Think about what you’d need to compute this prediction using Newton’s Laws. It’s impossible. The dynamics of this system aren’t technically chaotic, but you’d still need unfathomable precision about the initial conditions of the bill and molecules in the air. I never know what we're supposed to take away when someone argues for a simulation that needs more FLOPs than atoms in the universe.
I highlight this to flag something that Meehl doesn’t discuss. Verisimilitude, that is, approximation of truth, assumes that you can compute all possible derivation chains of a theory. But part of verisimiltude is how much computation is required to approximate truth. Part of what makes theories useful is not just the ability to make accurate risky predictions in theory but to make accurate risky predictions quickly in practice. This prediction efficiency strongly influences whether we use quantum mechanics, classical mechanics, statistical mechanics, fluid dynamics, or just logistic regression.
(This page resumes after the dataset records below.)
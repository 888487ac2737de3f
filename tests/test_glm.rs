mod common;
use common::{bits, series, FS, N_SAMPLES};
use glmspec::{fit, fit_batch, glm_spectrum, simulate, DesignConfig, ParallelConfig, SpectrumConfig, TimeSeries};
use ndarray::{Array1, Array2, Array3};

fn observations() -> Array2<f64> {
    Array2::from_shape_fn((8, 3), |(i, j)| ((i * 5 + j * 11) % 7) as f64 + j as f64)
}

#[test]
fn constant_only_cope_is_the_mean() {
    let y = observations();
    let design = DesignConfig::new().build(8).unwrap();
    let m = fit(&design, &y.clone().into_dyn()).unwrap();
    let mean = y.mean_axis(ndarray::Axis(0)).unwrap();
    for j in 0..3 {
        approx::assert_abs_diff_eq!(m.copes[[0, j]], mean[j], epsilon = 1e-12);
    }
    assert_eq!(m.dof, 7);
}

#[test]
fn zero_mean_covariate_leaves_constant_as_mean() {
    let y = observations();
    let design = DesignConfig::new()
        .covariate("x", vec![3.0, 1.0, 4.0, 1.0, 5.0, 9.0, 2.0, 6.0])
        .build(8)
        .unwrap();
    let m = fit(&design, &y.clone().into_dyn()).unwrap();
    let mean = y.mean_axis(ndarray::Axis(0)).unwrap();
    for j in 0..3 {
        approx::assert_abs_diff_eq!(m.copes[[0, j]], mean[j], epsilon = 1e-10);
    }
}

#[test]
fn unitmax_confound_turns_constant_into_intercept() {
    // y = 1 + 2·c exactly, c not zero-mean: the constant recovers 1, not mean(y).
    let c = vec![0.0, 1.0, 0.0, 0.0, 1.0, 1.0];
    let y = Array2::from_shape_fn((6, 1), |(i, _)| 1.0 + 2.0 * c[i]);
    let design = DesignConfig::new().confound("c", c).build(6).unwrap();
    let m = fit(&design, &y.into_dyn()).unwrap();
    approx::assert_abs_diff_eq!(m.copes[[0, 0]], 1.0, epsilon = 1e-10);
    approx::assert_abs_diff_eq!(m.copes[[1, 0]], 2.0, epsilon = 1e-10);
}

#[test]
fn refitting_is_bit_identical() {
    let y = observations().into_dyn();
    let design = DesignConfig::new().parametric("p", (0..8).map(|i| (i * i) as f64).collect()).build(8).unwrap();
    let a = fit(&design, &y).unwrap();
    let b = fit(&design, &y).unwrap();
    assert_eq!(bits(a.betas.view()), bits(b.betas.view()));
    assert_eq!(bits(a.tstats.view()), bits(b.tstats.view()));
}

#[test]
fn rank_deficient_design_gives_minimum_norm_estimate() {
    let v = vec![1.0, 2.0, 3.0, 4.0, 5.0, 6.0, 7.0, 8.0];
    let design = DesignConfig::new()
        .constant(false)
        .parametric("a", v.clone())
        .parametric("b", v.clone())
        .build(8)
        .unwrap();
    let y = Array2::from_shape_fn((8, 1), |(i, _)| 4.0 * v[i]).into_dyn();
    let m = fit(&design, &y).unwrap();
    // Equal split is the minimum-norm solution of a + b = 4.
    approx::assert_abs_diff_eq!(m.betas[[0, 0]], 2.0, epsilon = 1e-9);
    approx::assert_abs_diff_eq!(m.betas[[1, 0]], 2.0, epsilon = 1e-9);
    assert_eq!(m.dof, 7);
}

#[test]
fn saturated_design_has_nan_tstats() {
    let y = Array2::from_shape_fn((2, 3), |(i, j)| (i + j) as f64).into_dyn();
    let design = DesignConfig::new().covariate("x", vec![1.0, 2.0]).build(2).unwrap();
    let m = fit(&design, &y).unwrap();
    assert_eq!(m.dof, 0);
    assert!(m.tstats.iter().all(|t| t.is_nan()));
    assert!(m.varcopes.iter().all(|v| v.is_nan()));
    approx::assert_abs_diff_eq!(m.copes[[0, 2]], 2.5, epsilon = 1e-12);
}

#[test]
fn targets_of_any_dimensionality_are_fitted_independently() {
    let y = Array3::from_shape_fn((5, 4, 3), |(i, f, c)| (i * (f + 1)) as f64 + c as f64);
    let design = DesignConfig::new().build(5).unwrap();
    let m = fit(&design, &y.clone().into_dyn()).unwrap();
    assert_eq!(m.copes.shape(), &[1, 4, 3]);
    for f in 0..4 {
        for c in 0..3 {
            let col = y.slice(ndarray::s![.., f, c]);
            approx::assert_abs_diff_eq!(m.copes[[0, f, c]], col.mean().unwrap(), epsilon = 1e-12);
        }
    }
}

#[test]
fn channels_are_fitted_independently() {
    let a = simulate::white_noise(N_SAMPLES, 1.0, 1).unwrap();
    let b = simulate::sinusoid(12.0, 1.0, 1.0, N_SAMPLES, FS);
    let both = series(&[a.clone(), b], FS);
    let alone = series(&[a], FS);
    let cfg = SpectrumConfig::default();
    let m2 = glm_spectrum(&both, &cfg, &DesignConfig::new()).unwrap();
    let m1 = glm_spectrum(&alone, &cfg, &DesignConfig::new()).unwrap();
    let c2 = m2.cope("Constant").unwrap();
    let c1 = m1.cope("Constant").unwrap();
    for f in 0..m1.n_freqs() {
        assert_eq!(c2[[f, 0]].to_bits(), c1[[f, 0]].to_bits());
    }
}

#[test]
fn batch_failures_are_isolated() {
    let ok = series(&[simulate::white_noise(N_SAMPLES, 1.0, 2).unwrap()], FS);
    let short = TimeSeries::new(Array2::zeros((1, 64)), FS).unwrap();
    let results = fit_batch(
        &[ok.clone(), short, ok],
        &SpectrumConfig::default(),
        |_, ts| DesignConfig::new().covariate("Linear", ts.times()),
        &ParallelConfig { n_workers: Some(2) },
    )
    .unwrap();
    assert_eq!(results.len(), 3);
    assert!(results[0].is_ok() && results[2].is_ok());
    assert!(results[1].is_err());
    assert_eq!(results[0].as_ref().unwrap(), results[2].as_ref().unwrap());
}

#[test]
fn standardised_copes_are_in_sd_units() {
    let x = simulate::ar_noise(&[0.5], N_SAMPLES, 1.0, 3).unwrap();
    let ts = series(&[x], FS);
    let cfg = SpectrumConfig { standardise_data: true, ..Default::default() };
    let trend: Array1<f64> = Array1::linspace(0.0, 1.0, N_SAMPLES);
    let m = glm_spectrum(&ts, &cfg, &DesignConfig::new().covariate("Linear", trend.to_vec())).unwrap();
    // Standardised data is zero-mean, so the constant vanishes and the
    // z-scored trend's cope is a correlation, bounded by 1.
    assert!(m.cope("Constant").unwrap().iter().all(|v| v.abs() < 1e-10));
    assert!(m.cope("Linear").unwrap().iter().all(|v| v.abs() <= 1.0 + 1e-9));
}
What if expedience is actually essential to truth?
Loose ends
Meehl ends Lecture 4 and begins Lecture 5 with nomological nets. These were proposed by Cronbach and Meehl in their development of construct validity. At a high level, there are three parts of a nomological network: (1) There are six scientific concepts (substances, structures, states, events, dispositions, and fields). (2) A theory is built by defining concepts and linking them together (through statements about composition, dynamics, or history). (3) These links form a graph, and the graph is scientific only if the leaf nodes are observational. I haven’t figured out how to work nomological nets into this series just yet, but will try to expand upon them in more detail when they are referenced in later lectures.
From Chapter 1.1 of The Dappled World.
There must be a term for this, but essentially theories have certain "spans". A theory describes reality using its parameters within a viable "range" for each parameter. Beyond that range, the theory breaks down. We appreciate most the theories with the largest spans, i.e. they cover vast ranges in observed phenomena, from micro to macro scales. When a theory has a constrained span (i.e. it only works in these narrow set of cases, but not in these other observed ones), we typically look elsewhere for a more "elegant" theory. Thus we want theories which are concise (few degrees of freedom) but also maximally generalizable, which perhaps in a word would make them highly "efficient" theories.